Saved entries:
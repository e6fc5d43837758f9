//! TLS certificate resolution and self-signed provisioning.
//!
//! Certificates live in a local store directory, one sub-directory per
//! subject holding `cert.pem` and `key.pem`. [`CertificateProvider::get`]
//! returns the stored certificate for its subject, provisioning a fresh
//! self-signed one first when the store has none.

use std::path::{Path, PathBuf};

use tracing::{info, warn};

use crate::server::TlsConfig;

const CERT_FILE: &str = "cert.pem";
const KEY_FILE: &str = "key.pem";

#[derive(Debug, thiserror::Error)]
pub enum CertificateError {
    #[error("certificate 'CN={0}' not found in store")]
    NotFound(String),

    #[error("failed to generate certificate for 'CN={subject}': {source}")]
    Generate {
        subject: String,
        #[source]
        source: rcgen::Error,
    },

    #[error("certificate store error at {path}: {source}")]
    Io {
        path: PathBuf,
        #[source]
        source: std::io::Error,
    },
}

/// A certificate resolved from the store.
#[derive(Debug, Clone)]
pub struct Certificate {
    pub subject: String,
    pub cert_path: PathBuf,
    pub key_path: PathBuf,
    pub cert_pem: String,
    /// `"sha256:<hex>"` over the DER encoding
    pub fingerprint: String,
}

impl Certificate {
    /// TLS settings pointing at this certificate's PEM files.
    pub fn tls_config(&self) -> TlsConfig {
        TlsConfig {
            cert_path: self.cert_path.clone(),
            key_path: self.key_path.clone(),
        }
    }
}

/// Resolves the certificate for one subject from a store directory.
#[derive(Debug, Clone)]
pub struct CertificateProvider {
    subject: String,
    store_dir: PathBuf,
}

impl CertificateProvider {
    pub fn new(subject: impl Into<String>, store_dir: impl Into<PathBuf>) -> Self {
        Self {
            subject: subject.into(),
            store_dir: store_dir.into(),
        }
    }

    /// `~/.gatehouse/certs`
    pub fn default_store_dir() -> PathBuf {
        dirs::home_dir()
            .unwrap_or_else(|| PathBuf::from("/tmp"))
            .join(".gatehouse/certs")
    }

    pub fn subject(&self) -> &str {
        &self.subject
    }

    /// Stored certificate, else a freshly provisioned one, else `NotFound`.
    pub fn get(&self) -> Result<Certificate, CertificateError> {
        if let Some(cert) = self.from_store()? {
            return Ok(cert);
        }

        if let Err(e) = self.provision() {
            warn!("Certificate provisioning failed: {e}");
        }

        self.from_store()?
            .ok_or_else(|| CertificateError::NotFound(self.subject.clone()))
    }

    /// Look the subject up in the store. `Ok(None)` when it is not there.
    pub fn from_store(&self) -> Result<Option<Certificate>, CertificateError> {
        let dir = self.subject_dir();
        let cert_path = dir.join(CERT_FILE);
        let key_path = dir.join(KEY_FILE);

        if !cert_path.is_file() || !key_path.is_file() {
            return Ok(None);
        }

        let cert_pem = std::fs::read_to_string(&cert_path).map_err(|source| CertificateError::Io {
            path: cert_path.clone(),
            source,
        })?;
        let fingerprint = fingerprint_from_pem(&cert_pem).unwrap_or_default();

        Ok(Some(Certificate {
            subject: self.subject.clone(),
            cert_path,
            key_path,
            cert_pem,
            fingerprint,
        }))
    }

    /// Generate a self-signed ECDSA P-256 certificate for the subject and
    /// write it to the store.
    pub fn provision(&self) -> Result<(), CertificateError> {
        let generate = |source| CertificateError::Generate {
            subject: self.subject.clone(),
            source,
        };

        // SANs: localhost, 127.0.0.1, ::1, and the machine hostname
        let mut sans = vec![
            "localhost".to_string(),
            "127.0.0.1".to_string(),
            "::1".to_string(),
        ];
        if let Ok(hostname) = hostname::get() {
            let hostname = hostname.to_string_lossy().to_string();
            if !sans.contains(&hostname) {
                sans.push(hostname);
            }
        }

        let mut subject_alt_names = Vec::with_capacity(sans.len());
        for san in sans {
            let san = match san.parse::<std::net::IpAddr>() {
                Ok(ip) => rcgen::SanType::IpAddress(ip),
                Err(_) => rcgen::SanType::DnsName(san.try_into().map_err(generate)?),
            };
            subject_alt_names.push(san);
        }

        let mut params = rcgen::CertificateParams::new(Vec::<String>::new()).map_err(generate)?;
        params.distinguished_name = rcgen::DistinguishedName::new();
        params
            .distinguished_name
            .push(rcgen::DnType::CommonName, self.subject.as_str());
        params.subject_alt_names = subject_alt_names;

        let key_pair = rcgen::KeyPair::generate_for(&rcgen::PKCS_ECDSA_P256_SHA256).map_err(generate)?;
        let cert = params.self_signed(&key_pair).map_err(generate)?;

        let dir = self.subject_dir();
        std::fs::create_dir_all(&dir).map_err(|source| CertificateError::Io {
            path: dir.clone(),
            source,
        })?;

        let key_path = dir.join(KEY_FILE);
        write_file(&key_path, &key_pair.serialize_pem())?;

        // Restrict key permissions (owner-only read/write)
        #[cfg(unix)]
        {
            use std::os::unix::fs::PermissionsExt;
            let _ = std::fs::set_permissions(&key_path, std::fs::Permissions::from_mode(0o600));
        }

        // Written last: the certificate file marks the entry as complete.
        write_file(&dir.join(CERT_FILE), &cert.pem())?;

        info!(subject = %self.subject, store = %dir.display(), "Provisioned self-signed certificate");
        Ok(())
    }

    fn subject_dir(&self) -> PathBuf {
        self.store_dir.join(store_key(&self.subject))
    }
}

/// File-system safe directory name for a subject.
fn store_key(subject: &str) -> String {
    subject
        .chars()
        .map(|c| if c.is_ascii_alphanumeric() || matches!(c, '.' | '-' | '_') { c } else { '_' })
        .collect()
}

fn write_file(path: &Path, contents: &str) -> Result<(), CertificateError> {
    std::fs::write(path, contents).map_err(|source| CertificateError::Io {
        path: path.to_path_buf(),
        source,
    })
}

/// Compute the SHA-256 fingerprint of the first certificate in a PEM document.
/// Returns `"sha256:<hex>"` or None if parsing fails.
pub fn fingerprint_from_pem(pem: &str) -> Option<String> {
    use base64::Engine;
    use sha2::{Digest, Sha256};

    let b64: String = pem
        .lines()
        .skip_while(|l| !l.starts_with("-----BEGIN"))
        .skip(1)
        .take_while(|l| !l.starts_with("-----END"))
        .map(str::trim)
        .collect();
    if b64.is_empty() {
        return None;
    }
    let der = base64::engine::general_purpose::STANDARD.decode(&b64).ok()?;
    Some(format!("sha256:{}", hex::encode(Sha256::digest(&der))))
}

§ ASSIGNMENT
Extract exactly the leading lines of the data, stopping at and including the line with "use crate::server::TlsConfig;".

§ OUTPUT FOR THIS EXERCISE
repository e6fc5d43837758f9
//! TLS certificate resolution and self-signed provisioning.
//!
//! Certificates live in a local store directory, one sub-directory per
//! subject holding `cert.pem` and `key.pem`. [`CertificateProvider::get`]
//! returns the stored certificate for its subject, provisioning a fresh
//! self-signed one first when the store has none.

use std::path::{Path, PathBuf};

use tracing::{info, warn};

use crate::server::TlsConfig;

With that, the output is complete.